The learned counsel for the plaintiff conceded, upon the argument, that no paragraph, phrase or particular portion of the article could be pointed to as libelous, and we are unable to find in the words used or the general scope of the publication any slanderous or defamatory meaning, nor do we perceive that it is susceptible of any construction which would make the words actionable. It appears from the complaint and evidence that the plaintiff was by profession a physician and by office a coroner. In the article complained of he is referred to in the latter capacity only, and nowhere can be found a word or suggestion from which the most astute inquirer could infer that he had any other than that public occupation. As the language used did not relate to his profession in any way, so as to his office of coroner, it exhibits on his part a prompt and efficient performance of its duties, and it is impossible to see how any person reading it could ascribe to the words used a defamatory meaning, or without the innuendo, apply them to the plaintiff in his professional capacity, and there is no evidence that such application was intended.
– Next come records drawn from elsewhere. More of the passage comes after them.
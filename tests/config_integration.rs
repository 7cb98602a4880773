use campaign_brief_chat::config::AppConfig;
use serial_test::serial;
use std::env;
use std::fs;
use std::io::Write;

const BIN: &str = "campaign-brief-chat";

// Helper to clear environment variables that might interfere with tests
fn clear_env_vars() {
    unsafe {
        env::remove_var("CAMPAIGN_SERVER__PORT");
        env::remove_var("CAMPAIGN_CHAT__REPLY_DELAY_MS");
        env::remove_var("CAMPAIGN_AUTH__EMAIL");
        env::remove_var("CONFIG_FILE");
        env::remove_var("PORT");
        env::remove_var("REPLY_DELAY_MS");
        env::remove_var("LOG_JSON");
    }
}

#[test]
#[serial]
fn test_default_config() {
    clear_env_vars();

    let config = AppConfig::load_from_args([BIN]).expect("Failed to load config");
    assert_eq!(config.server.port, 3000);
    assert_eq!(config.server.host, "0.0.0.0");
    assert_eq!(config.auth.email, "demo@marketingai.com");
    assert_eq!(config.auth.password, "demo123");
    assert_eq!(config.auth.redirect_delay_secs, 1);
    assert_eq!(config.chat.reply_delay_ms, 1500);
    assert_eq!(config.chat.seed, None);
    assert!(!config.log.json);
}

#[test]
#[serial]
fn test_env_override() {
    clear_env_vars();
    unsafe {
        env::set_var("CAMPAIGN_SERVER__PORT", "9090");
        env::set_var("CAMPAIGN_AUTH__EMAIL", "team@example.com");
    }

    let config = AppConfig::load_from_args([BIN]).expect("Failed to load config");
    assert_eq!(config.server.port, 9090);
    assert_eq!(config.auth.email, "team@example.com");

    clear_env_vars();
}

#[test]
#[serial]
fn test_env_override_nested_key() {
    clear_env_vars();
    unsafe {
        env::set_var("CAMPAIGN_CHAT__REPLY_DELAY_MS", "42");
    }

    let config = AppConfig::load_from_args([BIN]).expect("Failed to load config");
    assert_eq!(config.chat.reply_delay_ms, 42);

    clear_env_vars();
}

#[test]
#[serial]
fn test_cli_beats_env() {
    clear_env_vars();
    unsafe {
        env::set_var("CAMPAIGN_CHAT__REPLY_DELAY_MS", "900");
    }

    let config = AppConfig::load_from_args([BIN, "--reply-delay-ms", "10"])
        .expect("Failed to load config");
    assert_eq!(config.chat.reply_delay_ms, 10);

    clear_env_vars();
}

#[test]
#[serial]
fn test_file_load() {
    clear_env_vars();

    let mut file = tempfile::Builder::new()
        .suffix(".yaml")
        .tempfile()
        .expect("Failed to create temp config");
    writeln!(
        file,
        "server:\n  port: 7070\nchat:\n  reply_delay_ms: 250\n  seed: 42"
    )
    .expect("Failed to write temp config");

    let path = file.path().to_str().expect("utf-8 temp path").to_string();
    let config =
        AppConfig::load_from_args([BIN, "--config", path.as_str()]).expect("Failed to load config");

    assert_eq!(config.server.port, 7070);
    assert_eq!(config.chat.reply_delay_ms, 250);
    assert_eq!(config.chat.seed, Some(42));
    // untouched keys keep their defaults
    assert_eq!(config.auth.password, "demo123");
}

#[test]
#[serial]
fn test_missing_explicit_file_is_error() {
    clear_env_vars();

    let result = AppConfig::load_from_args([BIN, "--config", "does/not/exist.yaml"]);
    assert!(result.is_err());
}

#[test]
#[serial]
fn test_cwd_config_fallback() {
    clear_env_vars();

    let cwd_path = "config.yaml";
    fs::write(cwd_path, "server:\n  port: 6060\n").expect("Failed to write ./config.yaml");

    let config = AppConfig::load_from_args([BIN]);

    fs::remove_file(cwd_path).expect("Failed to remove ./config.yaml");

    assert_eq!(config.expect("Failed to load config").server.port, 6060);
}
The case of Sanderson v. Caldwell ( 45 N.Y. 398) is cited by the respondent, but it is not any authority against this view. There the plaintiff was not only, in fact, a lawyer engaged in the practice of his profession, but the libel spoke of him as collecting claims of soldiers and sailors against the government — a professional act — and it was thought to be a just inference that the injurious words used by the defendant related to him in that character. Here it is quite otherwise. There is nothing to show that the words were so spoken of the plaintiff. They do not charge him with doing any act whatever as a physician, nor were they spoken of him in his business as such.
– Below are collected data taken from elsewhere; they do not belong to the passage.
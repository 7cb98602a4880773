//! Conversation controller.
//!
//! A [`Conversation`] holds the ordered message list and the reply state
//! machine. Submitting a message appends it immediately and spawns a single
//! reply task which, after an artificial delay, asks a [`BriefGenerator`] for
//! the assistant's campaign brief.
//!
//! # Example
//!
//! ```rust,no_run
//! use std::sync::Arc;
//! use std::time::Duration;
//! use campaign_brief_chat::chat::{CampaignBriefGenerator, Conversation, ReplySettings};
//!
//! # #[tokio::main] async fn main() {
//! let conversation = Conversation::new(ReplySettings {
//!     delay: Duration::from_millis(1500),
//!     generator: Arc::new(CampaignBriefGenerator::new()),
//! });
//! conversation.submit("Product launch strategy").unwrap();
//! assert!(conversation.is_pending());
//! # }
//! ```

mod brief;
mod conversation;
mod message;

pub use brief::{
    BriefGenerator, CAMPAIGN_TYPES, CampaignBriefGenerator, GenerationError, campaign_type_of,
    generate_reply, render_brief,
};
pub use conversation::{Conversation, ConversationSnapshot, GREETING, ReplySettings, SubmitError};
pub use message::{Message, Sender};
In Oakley v. Farrington (1 Johns. Cas. 130) the plaintiff was a justice of the peace, and sued the defendant because the latter called him a "damned rogue." In Van Tassel v. Capron (1 Denio, 250) the plaintiff was a magistrate also, and sued because the defendant had charged him as one who had combined with others to cheat strangers. In the first the plaintiff was nonsuited, and in the last a demurrer to the complaint was sustained for the reason that the words did not touch the plaintiff in his office.
So in the case before us. The plaintiff was not spoken of as a physician; he was not described as acting as such on the occasion in question, and if we assume, with the plaintiff's counsel — as I cannot, in fact, concede — that the language of the defendant could in any connection be deemed actionable, it is not so here.
It follows that the case was properly disposed of at the Circuit. The appeal, therefore, was well taken, and the order of the General Term should be reversed, and the defendant have judgment upon the verdict.
Order reversed, and judgment accordingly.